-- Opening Marker --
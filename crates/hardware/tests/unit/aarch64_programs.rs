//! # AArch64 Program Tests
//!
//! Small AArch64 programs run on every core configuration, covering flag-setting
//! arithmetic, carries, compare-and-swap, loads, stores and calls.

use pipesim_core::config::{CoreModel, Isa};
use pretty_assertions::assert_eq;

use crate::common::encode::a64::*;
use crate::common::harness::{HEAP, all_models, config, run, run_with_heap};

#[test]
fn test_add_with_carry_consumes_the_carry_flag() {
    // 1 - 0 borrows nothing, so C is set: 5 + 9 + 1.
    let program = [
        movz(1, 5),
        movz(2, 9),
        movz(3, 1),
        subs_imm(4, 3, 0),
        adc(0, 1, 2),
    ];
    for config in all_models(Isa::Aarch64) {
        let run = run(&config, &program);
        assert_eq!(run.reg(4), 1);
        assert_eq!(run.reg(0), 15);
    }
}

#[test]
fn test_add_with_carry_after_borrow() {
    // 1 - 2 borrows, so C is clear.
    let program = [
        movz(1, 5),
        movz(2, 9),
        movz(3, 1),
        subs_imm(4, 3, 2),
        adc(0, 1, 2),
    ];
    for config in all_models(Isa::Aarch64) {
        let run = run(&config, &program);
        assert_eq!(run.reg(4), u64::MAX);
        assert_eq!(run.reg(0), 14);
    }
}

#[test]
fn test_compare_and_swap_on_match() {
    let program = [movz(1, HEAP as u32), movz(2, 7), movz(3, 9), cas(2, 3, 1)];
    let heap = 7u64.to_le_bytes();
    for config in all_models(Isa::Aarch64) {
        let run = run_with_heap(&config, &program, &heap);
        assert_eq!(run.reg(2), 7, "old value returned");
        assert_eq!(run.mem64(HEAP), 9, "new value stored");
    }
}

#[test]
fn test_compare_and_swap_on_mismatch() {
    let program = [movz(1, HEAP as u32), movz(2, 7), movz(3, 9), cas(2, 3, 1)];
    let heap = 5u64.to_le_bytes();
    for config in all_models(Isa::Aarch64) {
        let run = run_with_heap(&config, &program, &heap);
        assert_eq!(run.reg(2), 5, "old value returned");
        assert_eq!(run.mem64(HEAP), 5, "memory untouched");
    }
}

#[test]
fn test_store_and_load_through_base_register() {
    let program = [
        movz(1, HEAP as u32),
        movz(2, 77),
        str(2, 1, 8),
        ldr(3, 1, 8),
        ldrb(4, 1, 0),
        ldrsb(5, 1, 0),
    ];
    let heap = [0xEF];
    for config in all_models(Isa::Aarch64) {
        let run = run_with_heap(&config, &program, &heap);
        assert_eq!(run.reg(3), 77);
        assert_eq!(run.reg(4), 0xEF);
        assert_eq!(run.reg(5), 0xFFFF_FFFF_FFFF_FFEF);
        assert_eq!(run.mem64(HEAP + 8), 77);
    }
}

#[test]
fn test_compare_and_branch_loop() {
    let program = [
        movz(1, 10),
        movz(0, 0),
        add(0, 0, 1),
        sub_imm(1, 1, 1),
        cbnz(1, -8),
    ];
    for config in all_models(Isa::Aarch64) {
        let run = run(&config, &program);
        assert_eq!(run.reg(0), 55);
        assert_eq!(run.report.retired(), 2 + 3 * 10);
    }
}

#[test]
fn test_conditional_branch_on_flags() {
    let program = [
        movz(1, 3),
        movz(0, 0),
        add_imm(0, 0, 2),
        subs_imm(1, 1, 1),
        b_ne(-8),
    ];
    for config in all_models(Isa::Aarch64) {
        let run = run(&config, &program);
        assert_eq!(run.reg(0), 6);
        assert_eq!(run.reg(1), 0);
    }
}

#[test]
fn test_branch_with_link_and_return() {
    let program = [
        movz(0, 4),
        bl(12),
        add_imm(0, 0, 100),
        b(12),
        // double:
        add(0, 0, 0),
        RET,
        // end:
        NOP,
    ];
    for config in all_models(Isa::Aarch64) {
        let run = run(&config, &program);
        assert_eq!(run.reg(0), 108);
        assert_eq!(run.reg(30), 8);
    }
}

#[test]
fn test_in_order_loop_trains_the_predictor() {
    let program = [
        movz(1, 50),
        movz(0, 0),
        add(0, 0, 1),
        sub_imm(1, 1, 1),
        cbnz(1, -8),
    ];
    let mut config = config(Isa::Aarch64, CoreModel::InOrder);
    config.branch_predictor.kind = pipesim_core::config::PredictorKind::GShare;
    let run = run(&config, &program);
    assert_eq!(run.reg(0), 1275);
    assert_eq!(run.counter("branch.executed"), 50);
    // Warm-up mispredicts while the global history fills, then the loop is learnt.
    assert!(run.counter("branch.mispredict") < 25);
}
-- Closing Marker --
- **WHAT TO PRODUCE**:
Print, exactly as written, the first line of the records above and each line after it until the line with "set: 5 + 9 + 1.", which is printed too.

- **WRITTEN RESPONSE**:
filename crates/hardware/tests/unit/aarch64_programs.rs
//! # AArch64 Program Tests
//!
//! Small AArch64 programs run on every core configuration, covering flag-setting
//! arithmetic, carries, compare-and-swap, loads, stores and calls.

use pipesim_core::config::{CoreModel, Isa};
use pretty_assertions::assert_eq;

use crate::common::encode::a64::*;
use crate::common::harness::{HEAP, all_models, config, run, run_with_heap};

#[test]
fn test_add_with_carry_consumes_the_carry_flag() {
    // 1 - 0 borrows nothing, so C is set: 5 + 9 + 1.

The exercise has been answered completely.